Gate (a) — DONE (June 2026, qubit_sensor/penrose_logical_projection.py). Does Penrose-Diósi
actually land in the sensitive (logical) class, or is it corrected away (deaf)? Model the 5D
collapse as collective dephasing in the mass-pointer (Z) basis and classify every pure-Z operator
on the atom: only ZZZZZ = Z_L (weight 5) is a pure-Z logical; all 30 lower-weight pure-Z
operators are correctable (every single-qubit Z_j has a nonzero syndrome → corrected). So the
logical projection is nonzero — the demon CAN be heard, not a dead end — but for a UNIFORM
physical-qubit coupling the signal appears only at order φ^N (the fully-correlated Z_L term):
the EC-optimal [[5,1,3]] is a near-deaf dephasing sensor = the Goldilocks deafness, quantified
(computed d_Z = d_X = N = 5; the weight-3 logicals are mixed-Pauli, unreachable by pure dephasing).
The design knob (dichotomy): the demon is heard at order 1 only if gravity couples to the
LOGICAL observable — the codewords |0_L>,|1_L> must be gravitationally distinct (different mass
distributions). Link to the scale-up: concatenation raises protection AND (generically) d_Z →
more scale = more deaf; the two Gate-IN tasks pull oppositely → a tailored ASYMMETRIC code (audible
signal direction, high local-noise distance) is the real sensor-design target.
On real qubits + the DETECTION side — DONE (June 2026; qiskit 2.4.2 / Aer in the venv, IBM-submittable).
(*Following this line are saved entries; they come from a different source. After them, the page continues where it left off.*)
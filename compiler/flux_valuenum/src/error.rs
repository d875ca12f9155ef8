//! Internal-consistency failures of value numbering.
//!
//! Both variants mean two classes that cannot denote the same value were
//! about to be merged, so an earlier fact was wrong.

use flux_ir::{Arg, Constant, Type};

use crate::CongruenceKind;

#[derive(Clone, Debug, PartialEq, Eq, thiserror::Error)]
pub enum VnError {
    /// Representatives of different types.
    #[error("{kind:?} merge of {winner:?}: {winner_ty:?} with {loser:?}: {loser_ty:?}")]
    TypeMismatch {
        kind: CongruenceKind,
        winner: Arg,
        winner_ty: Type,
        loser: Arg,
        loser_ty: Type,
    },
    /// Two distinct literals in one class.
    #[error("{kind:?} class would hold both {first:?} and {second:?}")]
    ConflictingConstants {
        kind: CongruenceKind,
        first: Constant,
        second: Constant,
    },
}
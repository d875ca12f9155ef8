//! Stack growth for recursive walks over the block tree.
//!
//! Counting, placement, value numbering and the balance checker all recurse
//! once per nested continuation. Generated programs can nest loops and
//! conditionals far deeper than hand-written ones, so every recursive entry
//! point goes through [`ensure_sufficient_stack`].
//!
//! On native targets the stack is grown with `stacker` when less than
//! [`RED_ZONE`] bytes remain. On `wasm32` the closure is called directly.

/// Remaining stack below which a new segment is allocated.
pub const RED_ZONE: usize = 128 * 1024;

/// Size of each newly allocated stack segment.
pub const SEGMENT_SIZE: usize = 2 * 1024 * 1024;

/// Run `f`, first growing the stack if the red zone has been reached.
#[inline]
#[cfg(not(target_arch = "wasm32"))]
pub fn ensure_sufficient_stack<R>(f: impl FnOnce() -> R) -> R {
    stacker::maybe_grow(RED_ZONE, SEGMENT_SIZE, f)
}

/// Run `f` directly; the wasm runtime manages its own stack.
#[inline]
#[cfg(target_arch = "wasm32")]
pub fn ensure_sufficient_stack<R>(f: impl FnOnce() -> R) -> R {
    f()
}

#[cfg(test)]
mod tests;
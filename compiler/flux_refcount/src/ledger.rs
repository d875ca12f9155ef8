//! Pending refcount changes per canonical location.
//!
//! The ledger keeps four buckets per location: read/write holds, each
//! split into pending increments (always `>= 0`) and pending decrements
//! (always `<= 0`). The directions are never summed into one number:
//! piggybacking asks how much *decrease* can still be absorbed by an
//! instruction independently of how much increase is pending, and
//! cancellation is an explicit, checked step.

use rustc_hash::FxHashMap;

use flux_ir::{BlockId, RcDir, RcKind, VarId};

use crate::{AliasKey, AliasModel, RefcountError};

#[inline]
fn bucket(kind: RcKind, dir: RcDir) -> usize {
    match (kind, dir) {
        (RcKind::Read, RcDir::Incr) => 0,
        (RcKind::Read, RcDir::Decr) => 1,
        (RcKind::Write, RcDir::Incr) => 2,
        (RcKind::Write, RcDir::Decr) => 3,
    }
}

const BUCKETS: [(RcKind, RcDir); 4] = [
    (RcKind::Read, RcDir::Incr),
    (RcKind::Read, RcDir::Decr),
    (RcKind::Write, RcDir::Incr),
    (RcKind::Write, RcDir::Decr),
];

/// One flattened ledger entry. `amount` carries the direction as its sign.
#[derive(Clone, Debug, PartialEq, Eq, PartialOrd, Ord)]
pub struct LedgerEntry {
    pub key: AliasKey,
    pub kind: RcKind,
    pub amount: i64,
}

/// Pending refcount changes of one scope.
#[derive(Clone, Debug, Default, PartialEq, Eq)]
pub struct RefcountLedger {
    buckets: [FxHashMap<AliasKey, i64>; 4],
}

impl RefcountLedger {
    pub fn new() -> Self {
        Self::default()
    }

    /// Add `amount` to the bucket its sign selects. Zero is a no-op.
    pub fn adjust(&mut self, key: AliasKey, kind: RcKind, amount: i64) {
        let Some(dir) = RcDir::of(amount) else {
            return;
        };
        *self.buckets[bucket(kind, dir)].entry(key).or_insert(0) += amount;
    }

    /// Unwind `amount` (signed like the entry it unwinds) from a pending
    /// entry. Unwinding more than is pending is an internal error.
    pub fn cancel(&mut self, key: &AliasKey, kind: RcKind, amount: i64) -> Result<(), RefcountError> {
        let Some(dir) = RcDir::of(amount) else {
            return Ok(());
        };
        let map = &mut self.buckets[bucket(kind, dir)];
        let pending = map.get(key).copied().unwrap_or(0);
        if amount.abs() > pending.abs() {
            return Err(RefcountError::Overshoot {
                key: key.clone(),
                kind,
                amount,
                pending,
            });
        }
        let rest = pending - amount;
        if rest == 0 {
            map.remove(key);
        } else if let Some(slot) = map.get_mut(key) {
            *slot = rest;
        }
        Ok(())
    }

    /// Pending amount in one bucket (signed).
    pub fn get(&self, key: &AliasKey, kind: RcKind, dir: RcDir) -> i64 {
        self.buckets[bucket(kind, dir)]
            .get(key)
            .copied()
            .unwrap_or(0)
    }

    /// Increments plus decrements for `key`.
    pub fn net(&self, key: &AliasKey, kind: RcKind) -> i64 {
        self.get(key, kind, RcDir::Incr) + self.get(key, kind, RcDir::Decr)
    }

    /// Re-key entries whose key is no longer canonical, merging duplicates
    /// by summation. Returns the number of entries re-keyed.
    pub fn canonicalize(&mut self, model: &AliasModel) -> usize {
        let mut rekeyed = 0;
        loop {
            let mut changed = 0;
            for map in &mut self.buckets {
                let stale: Vec<AliasKey> = map
                    .keys()
                    .filter(|k| model.canonicalize(k) != **k)
                    .cloned()
                    .collect();
                for key in stale {
                    if let Some(amount) = map.remove(&key) {
                        *map.entry(model.canonicalize(&key)).or_insert(0) += amount;
                        changed += 1;
                    }
                }
            }
            if changed == 0 {
                return rekeyed;
            }
            rekeyed += changed;
        }
    }

    /// Pending amounts of one bucket, materialized against variables.
    ///
    /// Keys `resolve` cannot map to a variable are left out.
    pub fn candidates(
        &self,
        kind: RcKind,
        dir: RcDir,
        mut resolve: impl FnMut(&AliasKey) -> Option<VarId>,
    ) -> FxHashMap<VarId, i64> {
        let mut out = FxHashMap::default();
        for (key, amount) in &self.buckets[bucket(kind, dir)] {
            if let Some(var) = resolve(key) {
                *out.entry(var).or_insert(0) += *amount;
            }
        }
        out
    }

    /// Every non-zero entry, sorted by key, kind and direction.
    pub fn entries(&self) -> Vec<LedgerEntry> {
        let mut out: Vec<LedgerEntry> = BUCKETS
            .iter()
            .flat_map(|&(kind, dir)| {
                self.buckets[bucket(kind, dir)]
                    .iter()
                    .filter(|(_, amount)| **amount != 0)
                    .map(move |(key, amount)| LedgerEntry {
                        key: key.clone(),
                        kind,
                        amount: *amount,
                    })
            })
            .collect();
        out.sort();
        out
    }

    /// Add every entry of `other` into this ledger.
    pub fn absorb(&mut self, other: RefcountLedger) {
        for (i, map) in other.buckets.into_iter().enumerate() {
            for (key, amount) in map {
                *self.buckets[i].entry(key).or_insert(0) += amount;
            }
        }
    }

    /// Every entry multiplied by `factor`.
    pub fn scaled(&self, factor: u64) -> Result<RefcountLedger, RefcountError> {
        let mut out = RefcountLedger::new();
        for entry in self.entries() {
            let scaled = i64::try_from(factor)
                .ok()
                .and_then(|f| entry.amount.checked_mul(f))
                .ok_or_else(|| RefcountError::CountOverflow {
                    key: entry.key.clone(),
                    amount: entry.amount,
                    factor,
                })?;
            out.adjust(entry.key, entry.kind, scaled);
        }
        Ok(out)
    }

    /// Move the entries `pred` selects into a new ledger.
    pub fn split_off(&mut self, mut pred: impl FnMut(&AliasKey, RcDir) -> bool) -> RefcountLedger {
        let mut out = RefcountLedger::new();
        for (i, &(_, dir)) in BUCKETS.iter().enumerate() {
            let taken: Vec<AliasKey> = self.buckets[i]
                .keys()
                .filter(|k| pred(k, dir))
                .cloned()
                .collect();
            for key in taken {
                if let Some(amount) = self.buckets[i].remove(&key) {
                    out.buckets[i].insert(key, amount);
                }
            }
        }
        out
    }

    /// Check the sign invariant of every bucket.
    pub fn validate(&self, block: BlockId) -> Result<(), RefcountError> {
        for &(kind, dir) in &BUCKETS {
            for (key, amount) in &self.buckets[bucket(kind, dir)] {
                let wrong_sign = match dir {
                    RcDir::Incr => *amount < 0,
                    RcDir::Decr => *amount > 0,
                };
                if wrong_sign {
                    return Err(RefcountError::NegativeResidual {
                        key: key.clone(),
                        kind,
                        dir,
                        amount: *amount,
                        block,
                    });
                }
            }
        }
        Ok(())
    }

    pub fn is_empty(&self) -> bool {
        self.buckets
            .iter()
            .all(|m| m.values().all(|amount| *amount == 0))
    }

    /// Drop every entry, once placed.
    pub fn reset(&mut self) {
        for map in &mut self.buckets {
            map.clear();
        }
    }
}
qiskit_five_qubit_demo.py puts gate 1 + gate (a) on actual circuits: codeword verified; single-Z_j →
nonzero syndrome (DETECTED, gate 1); Z_L → zero syndrome yet flips ⟨X_L⟩ (invisible-but-HEARD, gate a) —
every Aer outcome asserted against qiskit’s Pauli algebra. qiskit_weak_signal_detection.py answers
Romain’s correction that gate (a)’s φ^N is a sensitivity problem, not a deafness: (A) a twinned pair /
witness in the DFS {|01⟩,|10⟩} rejects common-mode drift (⟨X_L⟩ = cos θ, std 0.004 over 12 drifts vs a lone
qubit’s 0.71) — a weak differential signal extracted; (B) GHZ gives N× phase super-resolution (√N
Heisenberg precision) but is noise-fragile ((1−2p)^N) → needs protection (the DFS/QEC). Reframe: gate (a) is
an SNR/quantum-sensing problem, and the right geometry is two twinned (entangled) masses read differentially
(the Bose-Marletto-Vedral picture), which lowers the detectable-mass threshold — no single big mass; the
limit is the demon’s E_G above the irreducible differential noise, not a fixed ‘mesoscopic’ mass.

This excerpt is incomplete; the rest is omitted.